Imagine a randomized trial where some patients assigned to treatment do not take it, and some assigned to control obtain the intervention anyway. Or imagine a cancer study where quality of life is only defined among patients who survive six months. Researchers constantly ask questions like:

  • What is the effect among adherers?
  • What is the effect among survivors?
  • What is the effect among patients who would accept treatment if offered?

Those are not stupid questions. They are just dangerous if answered naively. Adherence, survival, and treatment receipt are post-treatment variables. Conditioning on the observed value can break randomization, induce selection bias, and compare biologically different people across arms.

The bad move:

“Among people who survived, treatment looked better.” That comparison is contaminated because survival itself may have been changed by treatment. You are conditioning on the very thing the intervention may have altered.

The Core Idea of Principal Strata

Let Z be treatment assignment, S be some intermediate post-treatment variable, and Y the final outcome. Principal stratification defines groups using the pair (S(0), S(1)), meaning what the intermediate variable would be under control and under treatment.

In noncompliance problems, S is treatment received. That gives the classic strata:

  • Compliers: take treatment if assigned treatment, do not take it if assigned control.
  • Always-takers: take treatment regardless of assignment.
  • Never-takers: do not take treatment regardless of assignment.
  • Defiers: do the opposite of assignment.

In truncation-by-death problems, S might be survival to a follow-up time. Then principal strata include people who would survive under both arms, survive only under treatment, survive only under control, or die under both. The scientifically appealing estimand is often the effect among the always-survivors, because the outcome is well-defined there under both treatments.

The Catch: You Usually Cannot Observe the Stratum

This is the whole game. A patient only experiences one treatment condition, so you never directly see both S(0) and S(1). You cannot open the dataset and label someone “complier” or “always-survivor” with certainty. Principal strata are usually latent.

That means every principal-stratification analysis lives or dies on design assumptions, identifying restrictions, or model structure. If a paper talks about principal strata as though they are observed baseline subgroups, the authors have either simplified too aggressively or do not understand their own method.

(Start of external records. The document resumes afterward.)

//! Periodic reverification of custom domains.

use std::time::Duration;

use chrono::Utc;
use tokio::time::MissedTickBehavior;
use tokio_util::sync::CancellationToken;
use tracing::{debug, error, info, warn};

use hoster_core::{Error, Result};
use hoster_store::model::{Deployment, DeploymentDomain, DomainKind, VerificationStatus};
use hoster_store::{Store, StoreTx};

use crate::domains;
use crate::engine::Engine;

/// Unverified domains are retried no sooner than this after an attempt.
const RETRY_AFTER: chrono::Duration = chrono::Duration::seconds(30);
/// Verified domains are re-checked on this cadence.
const RECHECK_AFTER: chrono::Duration = chrono::Duration::hours(24);

pub struct DomainVerifyWorker<S> {
    engine: Engine<S>,
    interval: Duration,
}

impl<S: Store> DomainVerifyWorker<S> {
    pub fn new(engine: Engine<S>, interval: Duration) -> Self {
        Self { engine, interval }
    }

    pub async fn run(self, shutdown: CancellationToken) {
        let mut ticker = tokio::time::interval(self.interval);
        ticker.set_missed_tick_behavior(MissedTickBehavior::Delay);
        info!(interval = ?self.interval, "domain verify worker running");
        loop {
            tokio::select! {
                () = shutdown.cancelled() => break,
                _ = ticker.tick() => {
                    if let Err(err) = self.tick().await {
                        error!(%err, "domain verify tick failed");
                    }
                }
            }
        }
        debug!("domain verify worker stopped");
    }

    /// Verify every due custom domain once.
    pub async fn tick(&self) -> Result<()> {
        let deployments: Vec<Deployment> = self
            .engine
            .store()
            .with_tx(|tx| Ok::<_, Error>(tx.deployments_with_custom_domains()?))
            .await?;

        let now = Utc::now();
        for deployment in deployments {
            let auto_domain = deployment.auto_domain().unwrap_or_default().to_string();
            let expected_ips = self.engine.expected_ips(&deployment).await;

            for domain in deployment
                .domains
                .iter()
                .filter(|d| d.kind == DomainKind::Custom && is_due(d, now))
            {
                match self.engine.resolver.resolve(&domain.hostname).await {
                    Ok(records) => {
                        let verdict = domains::verify(&records, &auto_domain, &expected_ips);
                        if !verdict.verified {
                            debug!(
                                hostname = %domain.hostname,
                                error = verdict.error.as_deref().unwrap_or(""),
                                "domain still unverified"
                            );
                        }
                        self.engine
                            .record_verdict(deployment.id, &domain.hostname, &verdict)
                            .await?;
                    }
                    Err(err) => {
                        // A resolver outage is not evidence about the
                        // domain; record the attempt without a transition.
                        warn!(hostname = %domain.hostname, %err, "dns lookup failed");
                        self.record_outage(deployment.id, &domain.hostname, &err.user_message())
                            .await?;
                    }
                }
            }
        }
        Ok(())
    }

    async fn record_outage(
        &self,
        deployment_id: i64,
        hostname: &str,
        message: &str,
    ) -> Result<()> {
        let hostname = hostname.to_string();
        let message = message.to_string();
        self.engine
            .store()
            .with_tx(move |tx| {
                let mut deployment = tx.deployment(deployment_id)?;
                if let Some(domain) = deployment.domain_mut(&hostname) {
                    domain.last_checked_at = Some(Utc::now());
                    domain.last_check_error = Some(message);
                }
                tx.update_deployment(&deployment)?;
                Ok(())
            })
            .await
    }
}

fn is_due(domain: &DeploymentDomain, now: chrono::DateTime<chrono::Utc>) -> bool {
    match domain.verification_status {
        VerificationStatus::Pending | VerificationStatus::Failed => domain
            .last_checked_at
            .is_none_or(|checked| now - checked >= RETRY_AFTER),
        VerificationStatus::Verified => domain
            .verified_at
            .is_some_and(|verified| now - verified >= RECHECK_AFTER),
    }
}

#[cfg(test)]
mod tests {
    use super::*;

    #[test]
    fn due_rules() {
        let now = Utc::now();
        let mut domain = DeploymentDomain::custom("shop.example.com");

        // Never checked: due immediately.
        assert!(is_due(&domain, now));

        // Checked seconds ago: not yet.
        domain.last_checked_at = Some(now - chrono::Duration::seconds(5));
        assert!(!is_due(&domain, now));
        domain.last_checked_at = Some(now - chrono::Duration::seconds(31));
        assert!(is_due(&domain, now));

        // Verified recently: quiet for a day.
        domain.verification_status = VerificationStatus::Verified;
        domain.verified_at = Some(now - chrono::Duration::hours(1));
        assert!(!is_due(&domain, now));
        domain.verified_at = Some(now - chrono::Duration::hours(25));
        assert!(is_due(&domain, now));
    }
}
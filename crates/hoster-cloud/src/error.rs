//! Cloud API error taxonomy.

use thiserror::Error;

pub type Result<T, E = CloudError> = std::result::Result<T, E>;

#[derive(Debug, Error)]
pub enum CloudError {
    /// The provider API could not be reached. Transient.
    #[error("cloud api unreachable: {0}")]
    Connection(String),

    #[error("cloud api error (status {status}): {message}")]
    Api { status: u16, message: String },

    /// The credential payload was rejected by the provider.
    #[error("cloud credentials rejected")]
    InvalidCredentials,

    #[error("{entity} {id} not found at provider")]
    NotFound { entity: &'static str, id: String },

    /// The credential names a provider kind nothing here implements.
    #[error("unsupported provider kind {0:?}")]
    UnsupportedProvider(String),

    /// The credential payload is not the JSON shape the provider expects.
    #[error("malformed credential payload: {0}")]
    MalformedPayload(String),
}

impl CloudError {
    pub fn is_transient(&self) -> bool {
        match self {
            CloudError::Connection(_) => true,
            CloudError::Api { status, .. } => *status >= 500 || *status == 429,
            _ => false,
        }
    }
}

impl From<reqwest::Error> for CloudError {
    fn from(err: reqwest::Error) -> Self {
        if let Some(status) = err.status() {
            CloudError::Api {
                status: status.as_u16(),
                message: err.to_string(),
            }
        } else {
            CloudError::Connection(err.to_string())
        }
    }
}

impl From<CloudError> for hoster_core::Error {
    fn from(err: CloudError) -> Self {
        match &err {
            CloudError::NotFound { entity, id } => {
                hoster_core::Error::not_found(entity, id.clone())
            }
            CloudError::UnsupportedProvider(kind) => {
                hoster_core::Error::validation("provider", format!("unsupported kind {kind}"))
            }
            CloudError::MalformedPayload(reason) => {
                hoster_core::Error::validation("credential", reason.clone())
            }
            _ if err.is_transient() => hoster_core::Error::unavailable("cloud api", err),
            _ => hoster_core::Error::internal(err),
        }
    }
}

#[cfg(test)]
mod tests {
    use super::*;

    #[test]
    fn rate_limits_and_5xx_are_transient() {
        assert!(CloudError::Api { status: 429, message: String::new() }.is_transient());
        assert!(CloudError::Api { status: 503, message: String::new() }.is_transient());
        assert!(!CloudError::Api { status: 422, message: String::new() }.is_transient());
        assert!(!CloudError::InvalidCredentials.is_transient());
    }
}
use chrono::{DateTime, Utc};
use serde::{Deserialize, Serialize};

/// An SSH key pair: public half in the clear, private half sealed by the
/// vault. Immutable once created.
#[derive(Debug, Clone, PartialEq, Serialize, Deserialize)]
pub struct SshKey {
    pub id: i64,
    pub reference_id: String,
    pub creator_id: i64,
    pub name: String,
    /// OpenSSH `authorized_keys` line.
    pub public_key: String,
    /// `SHA256:<base64>` of the public key blob.
    pub fingerprint: String,
    /// Vault ciphertext of the OpenSSH-encoded private key.
    #[serde(with = "serde_bytes_base64")]
    pub encrypted_private_key: Vec<u8>,
    pub created_at: DateTime<Utc>,
}

/// Base64 wrapper so ciphertext survives JSON round-trips compactly.
pub(crate) mod serde_bytes_base64 {
    use serde::{Deserialize, Deserializer, Serializer};

    pub fn serialize<S: Serializer>(bytes: &[u8], ser: S) -> Result<S::Ok, S::Error> {
        use base64::Engine as _;
        ser.serialize_str(&base64::engine::general_purpose::STANDARD.encode(bytes))
    }

    pub fn deserialize<'de, D: Deserializer<'de>>(de: D) -> Result<Vec<u8>, D::Error> {
        use base64::Engine as _;
        let s = String::deserialize(de)?;
        base64::engine::general_purpose::STANDARD
            .decode(s)
            .map_err(serde::de::Error::custom)
    }
}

The Famous Case: Compliers and the CACE

The most common principal-stratification estimand in practice is the Complier Average Causal Effect or CACE, also called the Local Average Treatment Effectin the instrumental variables literature. In a randomized encouragement design, assignment serves as the instrument and identifies the treatment effect among people whose treatment receipt is actually moved by assignment, namely the compliers.

Why CACE matters:

Intention-to-treat tells you the effect of offering treatment. CACE tells you the effect of actually receiving treatment among the subgroup whose behavior is changed by the offer. Those are different questions, and both can be worth knowing.

Under random assignment, exclusion restriction, relevance, and monotonicity, the Wald estimator gives:

CACE = (Effect of assignment on outcome) / (Effect of assignment on treatment received)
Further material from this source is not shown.